Charles Edward Bloch (December 22, 1861 – September 2, 1940) was a Jewish-American publisher from New York.

== Life ==
Bloch was born on December 22, 1861, in Cincinnati, Ohio, the son of Edward Bloch and Henrietta Miller. His father founded the printing and publishing firm Bloch Publishing Company in 1854 and edited and published The American Israelite and Deborah with his brother-in-law Isaac Mayer Wise.

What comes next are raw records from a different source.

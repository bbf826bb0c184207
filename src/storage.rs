//! File access collaborators.
//!
//! The engine never touches `std::fs` directly: writers obtain handles from a
//! [`FileWriterFactory`], readers from a [`FileReaderFactory`]. Two
//! implementations ship with the crate:
//!
//! * [`FsStorage`]: files under a root directory, with an explicit
//!   [`OverwritePolicy`];
//! * [`MemoryStorage`]: named in-memory buffers shared between clones,
//!   handy for tests and for callers that want many cheap read handles.

use std::collections::HashMap;
use std::fs::{File, OpenOptions};
use std::io::{self, BufReader, BufWriter, Cursor, Read, Seek, SeekFrom, Write};
use std::path::{Path, PathBuf};
use std::sync::{Arc, Mutex, MutexGuard};

use serde::{Deserialize, Serialize};
use tracing::debug;

/// A readable, seekable handle whose total size is known.
pub trait FileReader: Read + Seek + Send {
    fn size(&mut self) -> io::Result<u64> {
        let here = self.stream_position()?;
        let end = self.seek(SeekFrom::End(0))?;
        self.seek(SeekFrom::Start(here))?;
        Ok(end)
    }
}

impl<T: Read + Seek + Send> FileReader for T {}

/// A writable, seekable handle. Seeking back is only used for the
/// fixed-width patches made at finalize.
pub trait FileWriter: Write + Seek + Send {}

impl<T: Write + Seek + Send> FileWriter for T {}

pub trait FileReaderFactory: Send + Sync {
    fn open(&self, name: &str) -> io::Result<Box<dyn FileReader>>;
}

pub trait FileWriterFactory: Send + Sync {
    fn create(&self, name: &str) -> io::Result<Box<dyn FileWriter>>;
}

// ── Filesystem ───────────────────────────────────────────────────────────────

/// What `create` does when the target already exists.
#[derive(Debug, Clone, Copy, PartialEq, Eq, Default, Serialize, Deserialize)]
#[serde(rename_all = "snake_case")]
pub enum OverwritePolicy {
    /// Fail with `AlreadyExists`.
    #[default]
    Refuse,
    Truncate,
}

#[derive(Debug, Clone)]
pub struct FsStorage {
    root: PathBuf,
    overwrite: OverwritePolicy,
}

impl FsStorage {
    /// Names are resolved relative to `root`; absolute names are used as is.
    pub fn new<P: AsRef<Path>>(root: P) -> Self {
        Self { root: root.as_ref().to_owned(), overwrite: OverwritePolicy::default() }
    }

    /// Storage rooted at the current directory.
    pub fn cwd() -> Self {
        Self::new(".")
    }

    pub fn with_overwrite(mut self, overwrite: OverwritePolicy) -> Self {
        self.overwrite = overwrite;
        self
    }

    pub fn path_of(&self, name: &str) -> PathBuf {
        self.root.join(name)
    }
}

impl FileReaderFactory for FsStorage {
    fn open(&self, name: &str) -> io::Result<Box<dyn FileReader>> {
        let file = File::open(self.path_of(name))?;
        Ok(Box::new(BufReader::new(file)))
    }
}

impl FileWriterFactory for FsStorage {
    fn create(&self, name: &str) -> io::Result<Box<dyn FileWriter>> {
        let path = self.path_of(name);
        let mut opts = OpenOptions::new();
        opts.write(true);
        match self.overwrite {
            OverwritePolicy::Refuse => opts.create_new(true),
            OverwritePolicy::Truncate => opts.create(true).truncate(true),
        };
        let file = opts.open(&path)?;
        debug!(path = %path.display(), "created track file");
        Ok(Box::new(BufWriter::new(file)))
    }
}

// ── Memory ───────────────────────────────────────────────────────────────────

type FileMap = Arc<Mutex<HashMap<String, Arc<Vec<u8>>>>>;

/// Named byte buffers. Clones share the same files.
#[derive(Debug, Clone, Default)]
pub struct MemoryStorage {
    files: FileMap,
}

fn lock(files: &FileMap) -> MutexGuard<'_, HashMap<String, Arc<Vec<u8>>>> {
    // A panic while holding the lock cannot leave a half-written entry.
    files.lock().unwrap_or_else(|poisoned| poisoned.into_inner())
}

impl MemoryStorage {
    pub fn new() -> Self {
        Self::default()
    }

    pub fn get(&self, name: &str) -> Option<Arc<Vec<u8>>> {
        lock(&self.files).get(name).cloned()
    }

    pub fn contains(&self, name: &str) -> bool {
        lock(&self.files).contains_key(name)
    }

    pub fn insert(&self, name: &str, bytes: Vec<u8>) {
        lock(&self.files).insert(name.to_owned(), Arc::new(bytes));
    }

    pub fn remove(&self, name: &str) -> Option<Arc<Vec<u8>>> {
        lock(&self.files).remove(name)
    }

    pub fn names(&self) -> Vec<String> {
        let mut names: Vec<String> = lock(&self.files).keys().cloned().collect();
        names.sort();
        names
    }
}

/// Immutable snapshot handed to readers.
#[derive(Debug, Clone)]
pub struct SharedBytes(Arc<Vec<u8>>);

impl AsRef<[u8]> for SharedBytes {
    fn as_ref(&self) -> &[u8] {
        self.0.as_slice()
    }
}

impl FileReaderFactory for MemoryStorage {
    fn open(&self, name: &str) -> io::Result<Box<dyn FileReader>> {
        let bytes = self
            .get(name)
            .ok_or_else(|| io::Error::new(io::ErrorKind::NotFound, format!("no file named {name}")))?;
        Ok(Box::new(Cursor::new(SharedBytes(bytes))))
    }
}

impl FileWriterFactory for MemoryStorage {
    fn create(&self, name: &str) -> io::Result<Box<dyn FileWriter>> {
        let writer = MemoryWriter {
            name: name.to_owned(),
            files: Arc::clone(&self.files),
            buf: Cursor::new(Vec::new()),
        };
        writer.commit();
        Ok(Box::new(writer))
    }
}

/// Buffers writes and publishes a snapshot on every flush and on drop.
struct MemoryWriter {
    name: String,
    files: FileMap,
    buf: Cursor<Vec<u8>>,
}

impl MemoryWriter {
    fn commit(&self) {
        lock(&self.files).insert(self.name.clone(), Arc::new(self.buf.get_ref().clone()));
    }
}

impl Write for MemoryWriter {
    fn write(&mut self, data: &[u8]) -> io::Result<usize> {
        self.buf.write(data)
    }

    fn flush(&mut self) -> io::Result<()> {
        self.commit();
        Ok(())
    }
}

impl Seek for MemoryWriter {
    fn seek(&mut self, pos: SeekFrom) -> io::Result<u64> {
        self.buf.seek(pos)
    }
}

impl Drop for MemoryWriter {
    fn drop(&mut self) {
        self.commit();
    }
}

Bloch began working as printer's devil in his father's company in 1878. He was then appointed superintendent while still in his early twenties. In 1885, he went to Chicago, Illinois, to manage The Chicago Israelite, an edition of The American Israelite. In 1891, he and Emanuel W. Newman founded The Reform Advocate, with Emil G. Hirsch as its first editor. In 1901, at his father's suggestion, he moved to New York City, New York, to establish the family firm there. In 1907, he helped found the Free Synagogue with Stephen S. Wise, serving as its first secretary and later as its president and trustee. He also helped establish the Jewish Institute of Religion. He served as president of the Bloch Publishing Company until his death, after which his son Edward succeeded him.

Bloch was a director of the American Flag Company and a member of the American Publishers Association, the American Book Sellers League, and the National Book Sellers Association. He married Bertha Eisendrath in 1888. Their children were Benjamin C., Ruth, and Edward H.

Bloch died from a heart attack at his home in Great Neck on September 2, 1940.